Members’ Newsletter June 3rd 2014

June 3rd 2014

Restricted areas in the new Mineral and Energy Resources (Common Provisions) Bill 2014

I will try to give as brief a summary as possible of what a variety of law firms are saying about restricted areas in the new Bill.

In the 376 pages of legislation sections on restricted areas are scattered throughout the Bill with 57 references.  In spite of that much to do with restricted areas will be in regulation.

The discussion paper has proposed that most previously restricted areas such as bores, yards, water storages and dams be omitted and offered no protection.  Of significance to landowners and still remaining are dwellings, intensive animal production such as feedlots and buildings used for business which cannot be easily relocated.  Although theoretically not prescribed in regulation yet the proposed distance from such infrastructure is 200m.  (Several law firms, PRA and Basin Sustainability Alliance all asked for 600m).  This restriction only applies to activities which are likely to cause surface disturbance or subsidence so some possible factors will not be covered.  Activities other than that by a resource company (Powerlink activities for example) are only required to stay 50m from a dwelling or other protected infrastructure.
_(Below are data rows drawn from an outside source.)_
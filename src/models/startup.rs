use serde::{Deserialize, Serialize};
use std::{fmt::Display, str::FromStr};

/// Revenue text meaning the startup has no revenue yet
pub const NO_REVENUE: &str = "$0 MRR";

/// Industry sector of a startup (e.g., "AI/ML", "FinTech")
///
/// Matching is exact and case-sensitive, so the value is stored verbatim.
/// Only blank values are rejected.
#[derive(Debug, Clone, PartialEq, Eq, Hash, Serialize, Deserialize)]
#[serde(try_from = "String", into = "String")]
pub struct Sector(String);

impl Sector {
    pub fn new(name: impl Into<String>) -> Result<Self, String> {
        let name = name.into();
        if name.trim().is_empty() {
            return Err("sector must not be empty".to_string());
        }
        Ok(Self(name))
    }

    /// Sector for built-in catalog entries, whose names are never blank
    pub(crate) fn from_catalog(name: &'static str) -> Self {
        Self(name.to_string())
    }

    pub fn as_str(&self) -> &str {
        &self.0
    }
}

impl TryFrom<String> for Sector {
    type Error = String;

    fn try_from(value: String) -> Result<Self, Self::Error> {
        Self::new(value)
    }
}

impl From<Sector> for String {
    fn from(sector: Sector) -> Self {
        sector.0
    }
}

impl Display for Sector {
    fn fmt(&self, f: &mut std::fmt::Formatter<'_>) -> std::fmt::Result {
        write!(f, "{}", self.0)
    }
}

/// Funding stage, ordered from earliest to latest
#[derive(Debug, Clone, Copy, PartialEq, Eq, Hash, PartialOrd, Ord, Serialize, Deserialize)]
pub enum Stage {
    #[serde(rename = "Pre-seed")]
    PreSeed,
    #[serde(rename = "Seed")]
    Seed,
    #[serde(rename = "Series A")]
    SeriesA,
    #[serde(rename = "Series B")]
    SeriesB,
    #[serde(rename = "Series C+")]
    SeriesCPlus,
}

impl Stage {
    pub const ALL: [Stage; 5] = [
        Stage::PreSeed,
        Stage::Seed,
        Stage::SeriesA,
        Stage::SeriesB,
        Stage::SeriesCPlus,
    ];

    pub fn as_str(&self) -> &'static str {
        match self {
            Stage::PreSeed => "Pre-seed",
            Stage::Seed => "Seed",
            Stage::SeriesA => "Series A",
            Stage::SeriesB => "Series B",
            Stage::SeriesCPlus => "Series C+",
        }
    }
}

impl FromStr for Stage {
    type Err = String;

    fn from_str(s: &str) -> Result<Self, Self::Err> {
        Stage::ALL
            .into_iter()
            .find(|stage| stage.as_str() == s)
            .ok_or_else(|| format!("unknown stage: {}", s))
    }
}

impl Display for Stage {
    fn fmt(&self, f: &mut std::fmt::Formatter<'_>) -> std::fmt::Result {
        write!(f, "{}", self.as_str())
    }
}

/// A startup seeking funding, as supplied by the marketplace catalog
#[derive(Debug, Clone, Serialize, Deserialize, PartialEq)]
#[serde(rename_all = "camelCase")]
pub struct Startup {
    pub id: String,
    pub name: String,
    #[serde(default)]
    pub description: String,
    pub sector: Sector,
    pub stage: Stage,
    #[serde(default)]
    pub funding_target: String,
    #[serde(default)]
    pub location: String,
    #[serde(default)]
    pub team_size: u32,
    /// Free text such as "$8K MRR"; "$0 MRR" means no revenue
    #[serde(default)]
    pub revenue: Option<String>,
    #[serde(default)]
    pub traction: String,
    #[serde(default)]
    pub logo: String,
    /// Attached by the recommendation engine; not part of the startup's identity
    #[serde(default, skip_serializing_if = "Option::is_none")]
    pub recommendation_score: Option<u8>,
}

impl Startup {
    /// Creates a startup with the matching dimensions set and everything else blank
    pub fn new(id: impl Into<String>, name: impl Into<String>, sector: Sector, stage: Stage) -> Self {
        Self {
            id: id.into(),
            name: name.into(),
            description: String::new(),
            sector,
            stage,
            funding_target: String::new(),
            location: String::new(),
            team_size: 0,
            revenue: None,
            traction: String::new(),
            logo: String::new(),
            recommendation_score: None,
        }
    }

    /// Whether the revenue field reports actual revenue
    pub fn reports_revenue(&self) -> bool {
        self.revenue
            .as_deref()
            .is_some_and(|revenue| !revenue.is_empty() && revenue != NO_REVENUE)
    }

    /// Returns a copy carrying the given recommendation score
    pub fn with_score(&self, score: u8) -> Self {
        Self {
            recommendation_score: Some(score),
            ..self.clone()
        }
    }
}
In the Bill and therefore more definite is that only eligible infrastructure that is in place at the granting of the environmental authority is covered so a new dwelling or business is left unprotected.  This will be a severe curb on farm flexibility to site any new improvements where you want them.
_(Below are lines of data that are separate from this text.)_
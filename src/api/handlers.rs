use axum::{
    extract::{Path, State},
    http::StatusCode,
    Extension, Json,
};
use serde::{Deserialize, Serialize};
use serde_json::{json, Value};

use crate::{
    error::AppResult,
    middleware::request_id::RequestId,
    models::{CalibrationRecord, InteractionRecord, PreferenceProfile, Startup},
    services::{calibration, preferences, DEFAULT_RECOMMENDATION_COUNT},
};

use super::AppState;

// Request/Response types

#[derive(Debug, Deserialize)]
pub struct RecommendationRequest {
    pub candidates: Vec<Startup>,
    pub count: Option<usize>,
}

#[derive(Debug, Serialize)]
pub struct Recommendation {
    /// Carries `recommendationScore`
    pub startup: Startup,
    pub reason: String,
}

#[derive(Debug, Serialize)]
pub struct ScoreResponse {
    pub score: u8,
    pub reason: String,
}

#[derive(Debug, Deserialize)]
pub struct CalibrationRequest {
    pub startup: Startup,
    pub rating: u8,
}

#[derive(Debug, Deserialize)]
pub struct InteractionRequest {
    pub startup: Startup,
    pub interested: bool,
}

// Handlers

/// Health check endpoint
pub async fn health_check() -> (StatusCode, Json<Value>) {
    (StatusCode::OK, Json(json!({ "status": "healthy" })))
}

/// Get the investor's saved preferences
pub async fn get_preferences(
    State(state): State<AppState>,
    Path(investor_id): Path<String>,
) -> Json<PreferenceProfile> {
    Json(state.repository(&investor_id).load_preferences().await)
}

/// Replace the investor's preferences
pub async fn put_preferences(
    State(state): State<AppState>,
    Path(investor_id): Path<String>,
    Json(profile): Json<PreferenceProfile>,
) -> AppResult<Json<PreferenceProfile>> {
    let saved = preferences::save_preferences(&state.repository(&investor_id), profile).await?;
    Ok(Json(saved))
}

/// Demo startups rated during onboarding
pub async fn get_calibration_deck() -> Json<Vec<Startup>> {
    Json(calibration::calibration_deck())
}

/// Get the investor's calibration ratings
pub async fn get_calibration(
    State(state): State<AppState>,
    Path(investor_id): Path<String>,
) -> Json<Vec<CalibrationRecord>> {
    let records = state.repository(&investor_id).load_calibration().await;
    Json(records.records().to_vec())
}

/// Record a calibration rating
pub async fn post_calibration(
    State(state): State<AppState>,
    Path(investor_id): Path<String>,
    Json(request): Json<CalibrationRequest>,
) -> AppResult<(StatusCode, Json<CalibrationRecord>)> {
    let rating = calibration::parse_rating(request.rating)?;
    let record = calibration::record_calibration(
        &state.repository(&investor_id),
        &request.startup,
        rating,
    )
    .await?;
    Ok((StatusCode::CREATED, Json(record)))
}

/// Clear all calibration ratings
pub async fn delete_calibration(
    State(state): State<AppState>,
    Path(investor_id): Path<String>,
) -> AppResult<StatusCode> {
    calibration::reset_calibration(&state.repository(&investor_id)).await?;
    Ok(StatusCode::NO_CONTENT)
}

/// Rank candidate startups for the investor
pub async fn recommend(
    State(state): State<AppState>,
    Path(investor_id): Path<String>,
    Extension(request_id): Extension<RequestId>,
    Json(request): Json<RecommendationRequest>,
) -> Json<Vec<Recommendation>> {
    let count = request.count.unwrap_or(DEFAULT_RECOMMENDATION_COUNT);
    tracing::info!(
        request_id = %request_id,
        investor_id = %investor_id,
        candidates = request.candidates.len(),
        count,
        "Processing recommendation request"
    );

    let engine = state.engine(&investor_id).await;
    let recommendations = engine
        .recommended_startups(&request.candidates, count)
        .into_iter()
        .map(|startup| Recommendation {
            reason: engine.recommendation_reason(&startup),
            startup,
        })
        .collect();

    Json(recommendations)
}

/// Score a single startup
pub async fn score(
    State(state): State<AppState>,
    Path(investor_id): Path<String>,
    Json(startup): Json<Startup>,
) -> Json<ScoreResponse> {
    let engine = state.engine(&investor_id).await;
    Json(ScoreResponse {
        score: engine.calculate_startup_score(&startup),
        reason: engine.recommendation_reason(&startup),
    })
}

/// Get the investor's swipe history
pub async fn get_interactions(
    State(state): State<AppState>,
    Path(investor_id): Path<String>,
) -> Json<Vec<InteractionRecord>> {
    let history = state.repository(&investor_id).load_interactions().await;
    Json(history.records().to_vec())
}

/// Record a swipe
pub async fn post_interaction(
    State(state): State<AppState>,
    Path(investor_id): Path<String>,
    Extension(request_id): Extension<RequestId>,
    Json(request): Json<InteractionRequest>,
) -> (StatusCode, Json<InteractionRecord>) {
    let mut engine = state.engine(&investor_id).await;
    let record = engine
        .log_interaction(&request.startup, request.interested)
        .await;

    tracing::debug!(
        request_id = %request_id,
        investor_id = %investor_id,
        startup_id = %record.startup_id,
        "Swipe recorded"
    );

    (StatusCode::CREATED, Json(record))
}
The landowner can give consent for resources companies not to observe restricted areas but PRA would strongly advise against this and certainly it should not be done without your solicitor at your elbow every step of the way and only for substantial compensation.  Once given, consent cannot be withdrawn.

It is proposed that restricted land be included in the mining lease which is not the case at present.  It is also proposed that some mining leases will be granted without any restricted areas.  PRA would strongly advise landowners not to go down this track and get legal advice.  Some lawyers are arguing that the proposed legislation leaves landowners with little to no protection and certainly some sections seem to be written with the confident expectation that restricted areas will not be off limits.  S245 (1) (h) (ii) page 247, S245 (1) (l) page 248.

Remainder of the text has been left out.